=== Section Start ===

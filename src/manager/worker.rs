//! Worker threads.
//!
//! Every worker is an OS thread running its own single-threaded tokio
//! runtime. The loop serves two queues: a control queue for pause requests,
//! which always wins, and a FIFO job queue for tasks enqueued from other
//! threads. Socket drivers run as tasks on the same runtime.
//!
//! The runtime is built before the thread starts, so other threads can
//! register sockets with it and spawn onto it without waiting for the loop.
//! Tasks spawned that way first run when the worker next polls.

use std::cell::Cell;
use std::sync::mpsc as std_mpsc;
use std::sync::{Condvar, Mutex, MutexGuard};
use std::thread::{self, JoinHandle};

use tokio::sync::mpsc;

pub(crate) type Job = Box<dyn FnOnce() + Send + 'static>;

pub(crate) enum WorkerEvent {
    Job(Job),
    Stop,
}

pub(crate) enum Control {
    Pause {
        ack: std_mpsc::Sender<usize>,
        generation: u64,
    },
}

thread_local! {
    static CURRENT: Cell<Option<(u64, usize)>> = const { Cell::new(None) };
}

/// Worker index of the calling thread, whichever manager owns it.
pub(crate) fn current_tid() -> Option<usize> {
    CURRENT.with(|c| c.get()).map(|(_, tid)| tid)
}

/// Worker index of the calling thread if it belongs to manager `manager_id`.
pub(crate) fn local_tid(manager_id: u64) -> Option<usize> {
    CURRENT
        .with(|c| c.get())
        .and_then(|(id, tid)| (id == manager_id).then_some(tid))
}

pub(crate) fn set_current(value: Option<(u64, usize)>) {
    CURRENT.with(|c| c.set(value));
}

#[derive(Default)]
struct PauseState {
    paused: bool,
    generation: u64,
}

/// Barrier the workers park on while the manager is paused.
#[derive(Default)]
pub(crate) struct PauseGate {
    state: Mutex<PauseState>,
    resumed: Condvar,
}

impl PauseGate {
    fn lock(&self) -> MutexGuard<'_, PauseState> {
        self.state.lock().unwrap_or_else(|p| p.into_inner())
    }

    pub(crate) fn begin(&self) -> u64 {
        let mut state = self.lock();
        assert!(!state.paused, "network manager is already paused");
        state.paused = true;
        state.generation += 1;
        state.generation
    }

    pub(crate) fn end(&self) {
        let mut state = self.lock();
        assert!(state.paused, "network manager is not paused");
        state.paused = false;
        self.resumed.notify_all();
    }

    /// Release any parked worker without asserting; used on shutdown.
    pub(crate) fn release(&self) {
        let mut state = self.lock();
        state.paused = false;
        self.resumed.notify_all();
    }

    pub(crate) fn is_paused(&self) -> bool {
        self.lock().paused
    }

    fn wait(&self, generation: u64) {
        let mut state = self.lock();
        while state.paused && state.generation == generation {
            state = self
                .resumed
                .wait(state)
                .unwrap_or_else(|p| p.into_inner());
        }
    }
}

/// Sending side of a worker's queues.
pub(crate) struct WorkerHandle {
    pub(crate) jobs: mpsc::UnboundedSender<WorkerEvent>,
    pub(crate) control: mpsc::UnboundedSender<Control>,
    pub(crate) runtime: tokio::runtime::Handle,
}

pub(crate) struct Worker {
    manager_id: u64,
    tid: usize,
    jobs: mpsc::UnboundedReceiver<WorkerEvent>,
    control: mpsc::UnboundedReceiver<Control>,
    pause: std::sync::Arc<PauseGate>,
}

impl Worker {
    pub(crate) fn spawn(
        manager_id: u64,
        tid: usize,
        pause: std::sync::Arc<PauseGate>,
    ) -> std::io::Result<(WorkerHandle, JoinHandle<()>)> {
        let runtime = tokio::runtime::Builder::new_current_thread()
            .enable_all()
            .build()?;
        let runtime_handle = runtime.handle().clone();
        let (jobs_tx, jobs) = mpsc::unbounded_channel();
        let (control_tx, control) = mpsc::unbounded_channel();
        let worker = Worker {
            manager_id,
            tid,
            jobs,
            control,
            pause,
        };

        let thread = thread::Builder::new()
            .name(format!("netmgr-worker-{tid}"))
            .spawn(move || worker.run(runtime))?;

        Ok((
            WorkerHandle {
                jobs: jobs_tx,
                control: control_tx,
                runtime: runtime_handle,
            },
            thread,
        ))
    }

    fn run(self, runtime: tokio::runtime::Runtime) {
        let tid = self.tid;
        set_current(Some((self.manager_id, tid)));
        tracing::debug!(tid, "Worker started");

        runtime.block_on(self.event_loop());
        // Remaining socket tasks are dropped here, still on this thread.
        drop(runtime);

        set_current(None);
        tracing::debug!(tid, "Worker stopped");
    }

    async fn event_loop(self) {
        let Worker {
            tid,
            mut jobs,
            mut control,
            pause,
            ..
        } = self;

        loop {
            tokio::select! {
                biased;

                Some(ctl) = control.recv() => match ctl {
                    Control::Pause { ack, generation } => {
                        let _ = ack.send(tid);
                        // Blocks the whole runtime: no socket task runs until resume.
                        pause.wait(generation);
                    }
                },

                event = jobs.recv() => match event {
                    Some(WorkerEvent::Job(job)) => job(),
                    Some(WorkerEvent::Stop) | None => break,
                },
            }
        }
    }
}
//! Socket statistics.
//!
//! The manager reports socket events to an optional [`StatsSink`]. The
//! default sink, [`MetricsSink`], publishes them through the `metrics` facade,
//! and [`init_metrics`] exposes them to Prometheus.
//!
//! # Metrics
//! - `netmgr_socket_events_total{kind, event}`: counter
//! - `netmgr_active_sockets{kind}`: gauge

use std::net::SocketAddr;

use metrics_exporter_prometheus::PrometheusBuilder;

use crate::net::SocketKind;

/// Per-socket events counted by the manager.
#[derive(Debug, Clone, Copy, PartialEq, Eq, Hash)]
pub enum StatCounter {
    Open,
    OpenFail,
    Close,
    BindFail,
    ConnectFail,
    Connect,
    AcceptFail,
    Accept,
    SendFail,
    RecvFail,
    Active,
}

impl StatCounter {
    pub fn as_str(&self) -> &'static str {
        match self {
            StatCounter::Open => "open",
            StatCounter::OpenFail => "open_fail",
            StatCounter::Close => "close",
            StatCounter::BindFail => "bind_fail",
            StatCounter::ConnectFail => "connect_fail",
            StatCounter::Connect => "connect",
            StatCounter::AcceptFail => "accept_fail",
            StatCounter::Accept => "accept",
            StatCounter::SendFail => "send_fail",
            StatCounter::RecvFail => "recv_fail",
            StatCounter::Active => "active",
        }
    }
}

/// Receiver for socket statistics.
pub trait StatsSink: Send + Sync {
    fn increment(&self, kind: SocketKind, counter: StatCounter);

    /// Only gauges ([`StatCounter::Active`]) are ever decremented.
    fn decrement(&self, kind: SocketKind, counter: StatCounter);
}

/// [`StatsSink`] backed by the global `metrics` recorder.
#[derive(Debug, Default, Clone, Copy)]
pub struct MetricsSink;

impl StatsSink for MetricsSink {
    fn increment(&self, kind: SocketKind, counter: StatCounter) {
        match counter {
            StatCounter::Active => {
                metrics::gauge!("netmgr_active_sockets", "kind" => kind.as_str()).increment(1.0)
            }
            _ => metrics::counter!(
                "netmgr_socket_events_total",
                "kind" => kind.as_str(),
                "event" => counter.as_str()
            )
            .increment(1),
        }
    }

    fn decrement(&self, kind: SocketKind, counter: StatCounter) {
        if counter == StatCounter::Active {
            metrics::gauge!("netmgr_active_sockets", "kind" => kind.as_str()).decrement(1.0);
        }
    }
}

/// Install the Prometheus recorder and its scrape listener.
pub fn init_metrics(addr: SocketAddr) {
    match PrometheusBuilder::new().with_http_listener(addr).install() {
        Ok(()) => tracing::info!(address = %addr, "Metrics exporter listening"),
        Err(e) => tracing::error!(error = %e, "Failed to install metrics exporter"),
    }
}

=== Section End ===

**Your goal**
Show each line of the records above containing "ConnectFail".

**Solution below**
    ConnectFail,
            StatCounter::ConnectFail => "connect_fail",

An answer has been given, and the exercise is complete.